### [Exercise requirements]
Each line from the start of the entries through the line that contains "the entry price." should be output exactly, please.

==== Source data

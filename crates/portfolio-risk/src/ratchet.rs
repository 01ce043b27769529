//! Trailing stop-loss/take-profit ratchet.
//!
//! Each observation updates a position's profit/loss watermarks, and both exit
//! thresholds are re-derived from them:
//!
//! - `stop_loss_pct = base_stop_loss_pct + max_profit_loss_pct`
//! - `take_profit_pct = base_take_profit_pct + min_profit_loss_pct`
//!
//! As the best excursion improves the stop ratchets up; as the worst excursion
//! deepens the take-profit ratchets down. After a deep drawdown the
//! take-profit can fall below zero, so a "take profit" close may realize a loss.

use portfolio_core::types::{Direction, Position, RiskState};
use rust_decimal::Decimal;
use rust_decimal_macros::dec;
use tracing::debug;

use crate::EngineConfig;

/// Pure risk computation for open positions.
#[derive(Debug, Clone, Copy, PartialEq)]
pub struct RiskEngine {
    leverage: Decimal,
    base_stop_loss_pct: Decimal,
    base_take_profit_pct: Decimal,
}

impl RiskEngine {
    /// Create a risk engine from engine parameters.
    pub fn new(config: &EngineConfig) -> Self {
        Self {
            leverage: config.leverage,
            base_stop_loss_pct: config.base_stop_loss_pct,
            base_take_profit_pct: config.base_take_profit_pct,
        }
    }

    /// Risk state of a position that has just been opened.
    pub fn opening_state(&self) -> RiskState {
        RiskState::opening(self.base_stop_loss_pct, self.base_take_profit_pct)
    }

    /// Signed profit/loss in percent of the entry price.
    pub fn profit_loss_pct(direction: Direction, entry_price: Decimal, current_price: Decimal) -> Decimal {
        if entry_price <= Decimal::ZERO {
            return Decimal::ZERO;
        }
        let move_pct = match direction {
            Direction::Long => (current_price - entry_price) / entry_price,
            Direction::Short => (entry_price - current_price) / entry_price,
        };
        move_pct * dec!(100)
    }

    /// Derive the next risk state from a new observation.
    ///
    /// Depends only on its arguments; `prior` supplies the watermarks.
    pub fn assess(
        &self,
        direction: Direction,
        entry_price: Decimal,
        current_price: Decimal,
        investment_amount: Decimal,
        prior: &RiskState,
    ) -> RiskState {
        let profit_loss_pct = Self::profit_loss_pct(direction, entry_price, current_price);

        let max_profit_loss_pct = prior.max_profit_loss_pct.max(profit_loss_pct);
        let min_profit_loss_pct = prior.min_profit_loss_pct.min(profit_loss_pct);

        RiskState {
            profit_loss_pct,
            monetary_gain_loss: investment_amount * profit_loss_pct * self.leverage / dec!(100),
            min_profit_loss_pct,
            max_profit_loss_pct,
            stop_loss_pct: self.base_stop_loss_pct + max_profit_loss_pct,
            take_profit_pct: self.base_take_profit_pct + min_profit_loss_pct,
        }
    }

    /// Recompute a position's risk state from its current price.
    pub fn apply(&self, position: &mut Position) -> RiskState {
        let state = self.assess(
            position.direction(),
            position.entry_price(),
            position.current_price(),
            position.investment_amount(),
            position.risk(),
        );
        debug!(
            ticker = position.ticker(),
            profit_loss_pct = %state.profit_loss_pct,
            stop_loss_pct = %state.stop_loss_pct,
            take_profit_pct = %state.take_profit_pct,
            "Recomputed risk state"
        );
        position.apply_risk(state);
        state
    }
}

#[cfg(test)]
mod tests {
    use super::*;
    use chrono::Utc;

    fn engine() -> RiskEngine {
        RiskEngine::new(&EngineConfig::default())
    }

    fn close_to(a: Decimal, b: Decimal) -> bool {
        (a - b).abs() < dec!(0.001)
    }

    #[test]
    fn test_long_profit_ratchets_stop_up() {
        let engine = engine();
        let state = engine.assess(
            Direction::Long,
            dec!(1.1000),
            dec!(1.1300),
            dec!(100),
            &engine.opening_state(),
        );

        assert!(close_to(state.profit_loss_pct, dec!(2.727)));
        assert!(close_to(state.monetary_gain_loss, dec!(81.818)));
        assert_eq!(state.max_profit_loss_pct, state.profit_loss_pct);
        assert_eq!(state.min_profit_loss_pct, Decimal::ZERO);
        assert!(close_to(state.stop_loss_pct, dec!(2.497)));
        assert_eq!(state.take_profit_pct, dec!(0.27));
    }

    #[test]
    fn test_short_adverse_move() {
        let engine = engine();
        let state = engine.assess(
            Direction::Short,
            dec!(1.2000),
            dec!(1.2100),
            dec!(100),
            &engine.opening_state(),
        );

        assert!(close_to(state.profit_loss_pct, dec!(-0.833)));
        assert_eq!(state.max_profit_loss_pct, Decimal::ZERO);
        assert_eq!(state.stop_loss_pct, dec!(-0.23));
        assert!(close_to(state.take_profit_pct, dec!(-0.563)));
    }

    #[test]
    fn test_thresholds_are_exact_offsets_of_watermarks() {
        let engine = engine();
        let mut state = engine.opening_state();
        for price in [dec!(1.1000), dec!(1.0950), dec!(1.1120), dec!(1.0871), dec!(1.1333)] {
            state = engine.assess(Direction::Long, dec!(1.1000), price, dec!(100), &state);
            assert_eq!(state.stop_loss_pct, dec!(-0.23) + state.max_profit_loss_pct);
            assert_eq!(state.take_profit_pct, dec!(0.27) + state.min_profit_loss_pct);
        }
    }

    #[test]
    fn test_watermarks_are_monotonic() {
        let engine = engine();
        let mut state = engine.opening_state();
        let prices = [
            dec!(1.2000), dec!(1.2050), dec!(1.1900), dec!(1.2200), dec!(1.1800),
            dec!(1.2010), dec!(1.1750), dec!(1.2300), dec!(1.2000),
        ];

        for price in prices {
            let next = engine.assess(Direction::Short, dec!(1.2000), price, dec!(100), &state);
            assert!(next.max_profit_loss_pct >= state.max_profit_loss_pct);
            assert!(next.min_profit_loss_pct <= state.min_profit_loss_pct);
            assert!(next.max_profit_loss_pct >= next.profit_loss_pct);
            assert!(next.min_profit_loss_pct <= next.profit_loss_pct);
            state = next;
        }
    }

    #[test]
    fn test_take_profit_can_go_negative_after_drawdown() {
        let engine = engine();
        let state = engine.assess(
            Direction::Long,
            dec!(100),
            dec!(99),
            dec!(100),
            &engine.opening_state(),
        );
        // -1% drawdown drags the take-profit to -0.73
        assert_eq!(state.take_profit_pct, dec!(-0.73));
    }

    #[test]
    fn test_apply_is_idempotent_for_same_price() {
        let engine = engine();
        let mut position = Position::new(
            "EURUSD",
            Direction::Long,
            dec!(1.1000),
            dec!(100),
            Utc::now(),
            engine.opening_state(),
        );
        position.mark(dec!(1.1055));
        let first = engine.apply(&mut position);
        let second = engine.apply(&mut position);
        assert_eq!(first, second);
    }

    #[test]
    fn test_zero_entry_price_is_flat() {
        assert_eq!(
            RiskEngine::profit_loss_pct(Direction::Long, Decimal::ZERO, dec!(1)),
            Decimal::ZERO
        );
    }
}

========

### [Your response]
filename crates/portfolio-risk/src/ratchet.rs
repository 01ce043b27769529
//! Trailing stop-loss/take-profit ratchet.
//!
//! Each observation updates a position's profit/loss watermarks, and both exit
//! thresholds are re-derived from them:
//!
//! - `stop_loss_pct = base_stop_loss_pct + max_profit_loss_pct`
//! - `take_profit_pct = base_take_profit_pct + min_profit_loss_pct`
//!
//! As the best excursion improves the stop ratchets up; as the worst excursion
//! deepens the take-profit ratchets down. After a deep drawdown the
//! take-profit can fall below zero, so a "take profit" close may realize a loss.

use portfolio_core::types::{Direction, Position, RiskState};
use rust_decimal::Decimal;
use rust_decimal_macros::dec;
use tracing::debug;

use crate::EngineConfig;

/// Pure risk computation for open positions.
#[derive(Debug, Clone, Copy, PartialEq)]
pub struct RiskEngine {
    leverage: Decimal,
    base_stop_loss_pct: Decimal,
    base_take_profit_pct: Decimal,
}

impl RiskEngine {
    /// Create a risk engine from engine parameters.
    pub fn new(config: &EngineConfig) -> Self {
        Self {
            leverage: config.leverage,
            base_stop_loss_pct: config.base_stop_loss_pct,
            base_take_profit_pct: config.base_take_profit_pct,
        }
    }

    /// Risk state of a position that has just been opened.
    pub fn opening_state(&self) -> RiskState {
        RiskState::opening(self.base_stop_loss_pct, self.base_take_profit_pct)
    }

    /// Signed profit/loss in percent of the entry price.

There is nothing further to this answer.